» **Dataset entries**
━━━━━━━━━━━━━━━━━━━━━━━━━━━━━━

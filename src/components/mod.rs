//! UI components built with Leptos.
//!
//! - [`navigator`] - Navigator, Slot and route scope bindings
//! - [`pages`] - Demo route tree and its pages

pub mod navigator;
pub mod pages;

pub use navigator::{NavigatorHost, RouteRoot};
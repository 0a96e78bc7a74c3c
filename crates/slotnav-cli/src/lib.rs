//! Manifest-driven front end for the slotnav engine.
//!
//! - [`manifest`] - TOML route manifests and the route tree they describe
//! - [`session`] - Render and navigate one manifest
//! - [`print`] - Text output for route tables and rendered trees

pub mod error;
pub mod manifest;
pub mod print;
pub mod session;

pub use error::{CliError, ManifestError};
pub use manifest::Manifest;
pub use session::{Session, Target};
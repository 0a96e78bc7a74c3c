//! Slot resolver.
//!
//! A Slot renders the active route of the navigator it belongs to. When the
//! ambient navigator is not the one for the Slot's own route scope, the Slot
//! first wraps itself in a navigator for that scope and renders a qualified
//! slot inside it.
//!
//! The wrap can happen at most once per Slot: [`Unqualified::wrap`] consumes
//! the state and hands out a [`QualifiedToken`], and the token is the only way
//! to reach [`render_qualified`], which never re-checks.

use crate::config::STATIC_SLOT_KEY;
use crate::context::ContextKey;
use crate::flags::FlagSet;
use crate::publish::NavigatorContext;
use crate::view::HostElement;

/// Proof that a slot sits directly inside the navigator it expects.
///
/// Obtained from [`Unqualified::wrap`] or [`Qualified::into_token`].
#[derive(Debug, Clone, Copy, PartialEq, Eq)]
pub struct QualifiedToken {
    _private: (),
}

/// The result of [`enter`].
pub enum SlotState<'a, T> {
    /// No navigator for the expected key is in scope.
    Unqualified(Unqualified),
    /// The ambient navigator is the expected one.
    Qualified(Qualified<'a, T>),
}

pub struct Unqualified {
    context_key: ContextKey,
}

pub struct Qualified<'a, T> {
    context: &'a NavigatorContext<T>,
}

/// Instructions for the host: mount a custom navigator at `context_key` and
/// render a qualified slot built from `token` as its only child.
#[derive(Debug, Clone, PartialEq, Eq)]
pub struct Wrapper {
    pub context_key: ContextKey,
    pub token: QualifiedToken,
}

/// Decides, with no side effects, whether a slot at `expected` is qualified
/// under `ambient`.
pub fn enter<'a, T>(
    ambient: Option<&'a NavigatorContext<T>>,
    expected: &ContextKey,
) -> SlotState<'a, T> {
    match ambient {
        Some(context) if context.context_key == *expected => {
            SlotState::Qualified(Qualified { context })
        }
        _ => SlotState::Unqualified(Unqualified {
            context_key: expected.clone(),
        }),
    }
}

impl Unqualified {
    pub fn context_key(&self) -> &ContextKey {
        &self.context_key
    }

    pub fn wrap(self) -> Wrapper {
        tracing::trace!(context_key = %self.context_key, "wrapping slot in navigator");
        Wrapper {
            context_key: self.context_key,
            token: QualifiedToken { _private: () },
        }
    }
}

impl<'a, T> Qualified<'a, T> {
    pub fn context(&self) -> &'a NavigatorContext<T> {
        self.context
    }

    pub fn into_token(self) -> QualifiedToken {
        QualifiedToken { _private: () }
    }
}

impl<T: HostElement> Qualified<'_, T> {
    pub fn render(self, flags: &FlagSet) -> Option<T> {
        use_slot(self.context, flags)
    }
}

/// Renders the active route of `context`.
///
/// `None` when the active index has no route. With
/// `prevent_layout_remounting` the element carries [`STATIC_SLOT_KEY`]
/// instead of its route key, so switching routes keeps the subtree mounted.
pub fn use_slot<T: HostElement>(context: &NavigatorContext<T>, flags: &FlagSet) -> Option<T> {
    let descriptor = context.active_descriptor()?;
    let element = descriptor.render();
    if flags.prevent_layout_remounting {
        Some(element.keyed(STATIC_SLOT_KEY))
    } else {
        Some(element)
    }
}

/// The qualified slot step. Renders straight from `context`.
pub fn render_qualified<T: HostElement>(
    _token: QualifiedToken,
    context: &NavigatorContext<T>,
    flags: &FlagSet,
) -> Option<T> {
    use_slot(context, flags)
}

━━━━━━━━━━━━━━━━━━━━━━━━━━━━━━

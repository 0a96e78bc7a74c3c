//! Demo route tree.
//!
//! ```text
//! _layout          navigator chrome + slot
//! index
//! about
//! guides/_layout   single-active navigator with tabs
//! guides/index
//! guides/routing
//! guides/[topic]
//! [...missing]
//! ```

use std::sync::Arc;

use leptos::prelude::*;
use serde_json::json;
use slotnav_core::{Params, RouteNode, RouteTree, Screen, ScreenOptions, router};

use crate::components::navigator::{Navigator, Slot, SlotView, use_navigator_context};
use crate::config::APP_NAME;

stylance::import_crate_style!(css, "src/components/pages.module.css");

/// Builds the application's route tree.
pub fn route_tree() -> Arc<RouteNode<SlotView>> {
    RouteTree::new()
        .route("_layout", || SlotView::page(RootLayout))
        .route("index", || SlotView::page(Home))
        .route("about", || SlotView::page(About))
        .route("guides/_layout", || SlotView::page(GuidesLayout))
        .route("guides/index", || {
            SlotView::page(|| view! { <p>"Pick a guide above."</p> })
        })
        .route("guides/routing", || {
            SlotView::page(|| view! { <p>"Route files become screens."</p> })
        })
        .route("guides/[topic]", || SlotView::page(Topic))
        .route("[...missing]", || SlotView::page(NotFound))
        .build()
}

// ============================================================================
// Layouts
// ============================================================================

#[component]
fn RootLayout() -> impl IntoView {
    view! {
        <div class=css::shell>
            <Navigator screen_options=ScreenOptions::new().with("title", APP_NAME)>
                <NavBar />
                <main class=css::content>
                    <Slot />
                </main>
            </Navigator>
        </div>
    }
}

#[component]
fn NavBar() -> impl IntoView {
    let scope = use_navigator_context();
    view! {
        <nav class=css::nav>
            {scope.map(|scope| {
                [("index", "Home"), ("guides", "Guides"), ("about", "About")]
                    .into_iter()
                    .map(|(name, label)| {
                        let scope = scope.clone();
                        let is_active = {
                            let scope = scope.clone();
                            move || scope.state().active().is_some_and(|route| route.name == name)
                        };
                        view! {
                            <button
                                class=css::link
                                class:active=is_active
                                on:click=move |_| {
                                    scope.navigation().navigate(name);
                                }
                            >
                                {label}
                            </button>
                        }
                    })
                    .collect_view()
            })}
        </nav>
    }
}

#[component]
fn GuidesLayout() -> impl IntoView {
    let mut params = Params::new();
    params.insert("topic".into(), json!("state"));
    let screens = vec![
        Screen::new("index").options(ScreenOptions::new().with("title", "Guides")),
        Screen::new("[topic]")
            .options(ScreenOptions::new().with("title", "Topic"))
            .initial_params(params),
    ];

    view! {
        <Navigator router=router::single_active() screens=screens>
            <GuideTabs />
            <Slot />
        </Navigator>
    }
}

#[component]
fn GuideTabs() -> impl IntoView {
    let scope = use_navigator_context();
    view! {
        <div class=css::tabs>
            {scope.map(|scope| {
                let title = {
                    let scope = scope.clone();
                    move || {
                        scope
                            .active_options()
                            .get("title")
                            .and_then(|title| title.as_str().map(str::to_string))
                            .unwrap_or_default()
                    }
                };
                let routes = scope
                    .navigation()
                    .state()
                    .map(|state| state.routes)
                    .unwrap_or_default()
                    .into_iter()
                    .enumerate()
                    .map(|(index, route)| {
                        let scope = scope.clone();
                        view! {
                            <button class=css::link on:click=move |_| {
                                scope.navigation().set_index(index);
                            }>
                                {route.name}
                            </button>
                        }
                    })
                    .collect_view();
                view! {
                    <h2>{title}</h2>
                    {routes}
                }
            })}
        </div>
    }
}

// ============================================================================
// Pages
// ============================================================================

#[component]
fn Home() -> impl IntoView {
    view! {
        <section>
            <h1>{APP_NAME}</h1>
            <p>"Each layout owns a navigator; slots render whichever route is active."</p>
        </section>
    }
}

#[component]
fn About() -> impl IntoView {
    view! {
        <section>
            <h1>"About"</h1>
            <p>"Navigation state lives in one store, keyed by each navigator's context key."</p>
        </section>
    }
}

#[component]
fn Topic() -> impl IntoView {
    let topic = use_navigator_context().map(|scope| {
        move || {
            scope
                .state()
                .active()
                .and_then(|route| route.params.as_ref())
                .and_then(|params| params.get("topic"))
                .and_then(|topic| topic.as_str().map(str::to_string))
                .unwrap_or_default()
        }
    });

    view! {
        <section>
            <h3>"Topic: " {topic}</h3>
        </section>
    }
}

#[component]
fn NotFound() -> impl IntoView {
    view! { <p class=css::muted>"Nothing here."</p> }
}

━━━━━━━━━━━━━━━━━━━━━━━━━━━━━━

» **ASSIGNED TASK**
In the entries above, count each line that holds "IntoView". Give the total and nothing else.

» **REPLY TO THE TASK**
8